Pfizer's COVID-19 booster shot yields mild to moderate side effects, much like its second dose.
Injection-site pain is most common after a booster, according to data released Wednesday.
People who received a third dose of Pfizer's vaccine also frequently reported headaches and fatigue.
A third dose of Pfizer's coronavirus vaccine yields mild to moderate side effects, much like the second shot, according to data released Wednesday by the Food and Drug Administration.
The data is included in a document from Pfizer that outline the case for a third dose, or "booster," of its coronavirus vaccine. In the document, Pfizer says that protection conferred by the two-dose vaccine declines over time, meaning that people should get a booster shot about six month after their second dose.
In results from 289 participants ages 18 to 55, Pfizer found that a third dose of its approved vaccine was safe. The most frequent side effects among the group were injection-site pain, fatigue, headache, muscle and joint pain, and chills.
Here's how common each of these side effects was among the trial participants:
Injection site pain: 83%
Muscle and joint pain: 39.1%
Of the 306 trial participants monitored for adverse events, 24 reported adverse events that were likely related to the vaccine. Only one had an adverse event considered to be severe. That participant experienced lymphadenopathy, or swelling of the lymph nodes, which came on two days after receiving the third dose and resolved after the fifth day. Overall, 16 participants reported some level of swelling in their lymph nodes.
Booster shots increased antibody levels for all age groups in the study, giving them more protection against the virus. Participants saw 3.3 times higher antibody levels one month after their booster than one month after their second dose.
Data from Israel suggests side effects resolve after 1-3 days
Other reports have also indicated that booster side effects are both mild and fleeting. A September report from Maccabi Health Services, one of Israel's four major health providers, found that booster side effects usually go away within one to three days.
Maccabi surveyed more than 9,200 adults in Israel who'd recently received a third dose of Pfizer's vaccine. In general, the following portions of adults reported these side effects:
Injection site pain: 87%
Weakness and fatigue: 57%
Muscle pain: 26%
Swollen lymph nodes: 19%
Joint pain: 14%
Fever over 38 degrees Celsius (100 degrees Fahrenheit): 9%
Fever up to 38 degrees Celsius: 8%
Half of the surveyed adults said the booster shot yielded worse side effects than the second dose. But the other half said the booster side effects were the same or milder compared to dose two.
In another survey from Clalit Health Services, Israel's largest healthcare provider, 88% of participants said they felt "similar or better" after their Pfizer booster than after dose two. That survey included around 4,500 people. Just 31% of them reported localized side effects like pain or swelling at the injection site.
How the first 2 doses compare to a booster shot
The mRNA vaccines from Pfizer and Moderna instruct the body to produce a harmless viral protein, then develop antibodies against it. The first dose of Pfizer's vaccine generally produces the mildest side effects, since our bodies are being introduced to the instructions and the resulting protein for the first time.

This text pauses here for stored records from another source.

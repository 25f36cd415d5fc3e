//! CancelBookingHandler - Command handler for cancelling a booking.

use std::sync::Arc;

use crate::application::{EntityKind, TicketingError, TicketingLocks};
use crate::domain::event::Ticket;
use crate::domain::foundation::{PersonId, TicketId};
use crate::domain::person::Person;
use crate::ports::{EventRepository, PersonRepository, UnitOfWork, WriteBatch};

/// Command to cancel a customer's booking.
#[derive(Debug, Clone)]
pub struct CancelBookingCommand {
    pub customer_id: PersonId,
    pub ticket_id: TicketId,
}

/// Result of a successful cancellation.
#[derive(Debug, Clone)]
pub struct CancelBookingResult {
    pub customer: Person,
    /// The ticket, available again unless its event was cancelled.
    pub ticket: Ticket,
}

/// Handler for cancelling bookings.
///
/// The ticket returns to the pool, except on a cancelled event where it stays
/// locked.
pub struct CancelBookingHandler {
    persons: Arc<dyn PersonRepository>,
    events: Arc<dyn EventRepository>,
    unit_of_work: Arc<dyn UnitOfWork>,
    locks: Arc<TicketingLocks>,
}

impl CancelBookingHandler {
    pub fn new(
        persons: Arc<dyn PersonRepository>,
        events: Arc<dyn EventRepository>,
        unit_of_work: Arc<dyn UnitOfWork>,
        locks: Arc<TicketingLocks>,
    ) -> Self {
        Self {
            persons,
            events,
            unit_of_work,
            locks,
        }
    }

    pub async fn handle(
        &self,
        cmd: CancelBookingCommand,
    ) -> Result<CancelBookingResult, TicketingError> {
        let _customer_guard = self.locks.persons.acquire(cmd.customer_id).await;
        let _ticket_guard = self.locks.tickets.acquire(cmd.ticket_id).await;

        let mut person = self
            .persons
            .find_by_id(cmd.customer_id)
            .await?
            .ok_or_else(|| TicketingError::not_found(EntityKind::Person, cmd.customer_id))?;
        let mut event = self
            .events
            .find_by_ticket(cmd.ticket_id)
            .await?
            .ok_or_else(|| TicketingError::not_found(EntityKind::Ticket, cmd.ticket_id))?;
        let event_id = event.id();
        let event_cancelled = event.is_cancelled();

        let customer = person
            .as_customer_mut()
            .ok_or_else(|| TicketingError::not_a_customer(cmd.customer_id))?;
        let ticket = event
            .ticket_mut(cmd.ticket_id)
            .ok_or_else(|| TicketingError::not_found(EntityKind::Ticket, cmd.ticket_id))?;

        if let Err(err) = customer.cancel_booking(ticket) {
            tracing::warn!(
                customer_id = %cmd.customer_id,
                ticket_id = %cmd.ticket_id,
                "Cancellation rejected: {}",
                err
            );
            return Err(err.into());
        }
        if event_cancelled {
            // The holder gives the ticket up, but it stays off sale.
            ticket.mark_unavailable();
        }
        let ticket = ticket.clone();

        let batch = WriteBatch::new()
            .put_person(person.clone())
            .put_ticket(event_id, ticket.clone());
        self.unit_of_work.commit(batch).await?;

        tracing::info!(
            customer_id = %cmd.customer_id,
            ticket_id = %cmd.ticket_id,
            event_id = %event_id,
            "Booking cancelled"
        );

        Ok(CancelBookingResult {
            customer: person,
            ticket,
        })
    }
}
impl StoreState {
    /// Event (other than `except`) that already owns `ticket_id`.
    fn ticket_owner(&self, ticket_id: TicketId, except: Option<EventId>) -> Option<EventId> {
        self.events
            .values()
            .filter(|e| Some(e.id()) != except)
            .find(|e| e.contains_ticket(ticket_id))
            .map(Event::id)
    }

    fn ensure_tickets_unowned(&self, event: &Event) -> Result<(), DomainError> {
        for ticket in event.tickets() {
            if let Some(owner) = self.ticket_owner(ticket.id(), Some(event.id())) {
                return Err(DomainError::new(
                    ErrorCode::DuplicateEntity,
                    format!("Ticket {} already belongs to event {}", ticket.id(), owner),
                ));
            }
        }
        Ok(())
    }

    fn ensure_venue_exists(&self, event: &Event) -> Result<(), DomainError> {
        match event.venue_id() {
            Some(venue_id) if !self.venues.contains_key(&venue_id) => {
                Err(DomainError::not_found(ErrorCode::VenueNotFound, venue_id))
            }
            _ => Ok(()),
        }
    }

    /// A customer may only hold existing tickets that nobody else holds; an
    /// administrator may only manage existing events.
    fn ensure_person_references(&self, person: &Person) -> Result<(), DomainError> {
        match person.role() {
            PersonRole::Customer(customer) => {
                for ticket_id in customer.booked_tickets() {
                    if self.ticket_owner(*ticket_id, None).is_none() {
                        return Err(DomainError::referential_violation(format!(
                            "Customer {} references missing ticket {}",
                            person.id(),
                            ticket_id
                        )));
                    }
                    let held_elsewhere = self.persons.values().any(|p| {
                        p.id() != person.id()
                            && p.as_customer().is_some_and(|c| c.holds(*ticket_id))
                    });
                    if held_elsewhere {
                        return Err(DomainError::new(
                            ErrorCode::TicketUnavailable,
                            format!("Ticket {} is held by another customer", ticket_id),
                        )
                        .with_detail("ticket_id", ticket_id.to_string()));
                    }
                }
            }
            PersonRole::Administrator(admin) => {
                for event_id in admin.managed_events() {
                    if !self.events.contains_key(event_id) {
                        return Err(DomainError::referential_violation(format!(
                            "Administrator {} references missing event {}",
                            person.id(),
                            event_id
                        )));
                    }
                }
            }
        }
        Ok(())
    }

    /// An available ticket must not sit in anyone's booked set.
    fn ensure_ticket_unheld(&self, ticket_id: TicketId) -> Result<(), DomainError> {
        let holder = self
            .persons
            .values()
            .find(|p| p.as_customer().is_some_and(|c| c.holds(ticket_id)));
        match holder {
            Some(person) => Err(DomainError::referential_violation(format!(
                "Ticket {} is held by customer {} and cannot become available",
                ticket_id,
                person.id()
            ))),
            None => Ok(()),
        }
    }

    fn ensure_category_references(&self, category: &Category) -> Result<(), DomainError> {
        match category.events().iter().find(|id| !self.events.contains_key(*id)) {
            Some(event_id) => Err(DomainError::referential_violation(format!(
                "Category {} references missing event {}",
                category.id(),
                event_id
            ))),
            None => Ok(()),
        }
    }

    fn validate(&self, op: &WriteOp) -> Result<(), DomainError> {
        match op {
            WriteOp::PutPerson(person) => {
                if !self.persons.contains_key(&person.id()) {
                    return Err(DomainError::not_found(ErrorCode::PersonNotFound, person.id()));
                }
                self.ensure_person_references(person)?;
            }
            WriteOp::PutEvent(event) => {
                if !self.events.contains_key(&event.id()) {
                    return Err(DomainError::not_found(ErrorCode::EventNotFound, event.id()));
                }
                self.ensure_venue_exists(event)?;
            }
            WriteOp::PutTicket { event_id, ticket } => {
                let event = self
                    .events
                    .get(event_id)
                    .ok_or_else(|| DomainError::not_found(ErrorCode::EventNotFound, event_id))?;
                if let Some(owner) = self.ticket_owner(ticket.id(), Some(*event_id)) {
                    return Err(DomainError::new(
                        ErrorCode::DuplicateEntity,
                        format!("Ticket {} already belongs to event {}", ticket.id(), owner),
                    ));
                }
                let reopens = ticket.is_available() || !event.contains_ticket(ticket.id());
                if event.is_cancelled() && reopens {
                    return Err(EventError::EventCancelled {
                        event_id: *event_id,
                    }
                    .into());
                }
                if ticket.is_available() {
                    self.ensure_ticket_unheld(ticket.id())?;
                }
            }
            WriteOp::PutCategory(category) => {
                if !self.categories.contains_key(&category.id()) {
                    return Err(DomainError::not_found(
                        ErrorCode::CategoryNotFound,
                        category.id(),
                    ));
                }
                self.ensure_category_references(category)?;
            }
        }
        Ok(())
    }

    fn apply(&mut self, op: WriteOp) -> Result<(), DomainError> {
        match op {
            WriteOp::PutPerson(person) => {
                self.persons.insert(person.id(), person);
            }
            WriteOp::PutEvent(event) => {
                let stored = self
                    .events
                    .get_mut(&event.id())
                    .ok_or_else(|| DomainError::not_found(ErrorCode::EventNotFound, event.id()))?;
                stored.adopt_details(&event);
            }
            WriteOp::PutTicket { event_id, ticket } => {
                let event = self
                    .events
                    .get_mut(&event_id)
                    .ok_or_else(|| DomainError::not_found(ErrorCode::EventNotFound, event_id))?;
                match event.ticket_mut(ticket.id()) {
                    Some(existing) => *existing = ticket,
                    None => event.add_ticket(ticket)?,
                }
            }
            WriteOp::PutCategory(category) => {
                self.categories.insert(category.id(), category);
            }
        }
        Ok(())
    }
}
//! Category handlers.
//!
//! ## Commands
//! - Creating categories
//! - Assigning events to a category
//! - Deleting categories (events are kept)

mod assign_event_to_category;
mod create_category;
mod delete_category;

pub use assign_event_to_category::{
    AssignEventToCategoryCommand, AssignEventToCategoryHandler, AssignEventToCategoryResult,
};
pub use create_category::{CreateCategoryCommand, CreateCategoryHandler, CreateCategoryResult};
pub use delete_category::{DeleteCategoryCommand, DeleteCategoryHandler, DeleteCategoryResult};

By the time we receive a second dose, our bodies have learned to recognize that protein quickly, so are ready to attack it. That's why side effects are generally more pronounced. (If you've had COVID-19 before, though, your first dose may yield more intense side effects than your second.)
After their first Pfizer shot, 47% of adults ages 18 to 55 reported fatigue. That number rose to 59% after the second dose. Reports of a headache also rose from 42% to 52% from the first to second dose, while reports of muscle pain rose from 21% to 37%.
Scientists don't expect boosters to yield worse side effects than the second shot, since our bodies are responding in the same way - by fighting off a familiar threat. Boosters shouldn't carry a higher risk of severe allergic reactions, either.
"If you've tolerated two doses of a vaccine, you're far less likely to have an anaphylactic reaction to a third dose," Kawsar Talaat, an infectious-disease physician at Johns Hopkins Medicine, recently told STAT.
Boosters haven't been authorized for all US adults yet
So far, the US has only authorized third doses for immunocompromised people, including cancer and HIV patients, as well as those who've had organ transplants. Disease experts have suggested that most elderly people may also require booster shots, since their immunity from vaccines tends to wane more quickly than the average.
But experts are still torn as to whether boosters are necessary for everyone.
In a review published Monday in The Lancet, 18 scientists said there was no need for the widespread use of boosters yet. They noted that vaccines still offer strong protection against severe disease and death. The scientists also worried that boosters might unnecessarily lead to higher instances of rare side effects like myocarditis, a type of heart inflammation. Pfizer didn't record any cases of myocarditis in its booster-shot trial.
But the US is nonetheless expected to start rolling out booster shots for the general public starting on September 20 in order to shore up immunity against the Delta variant. First, though, the FDA must authorize third doses for the general public. An advisory committee meets Friday to decide whether the FDA should green-light Pfizer's booster shot.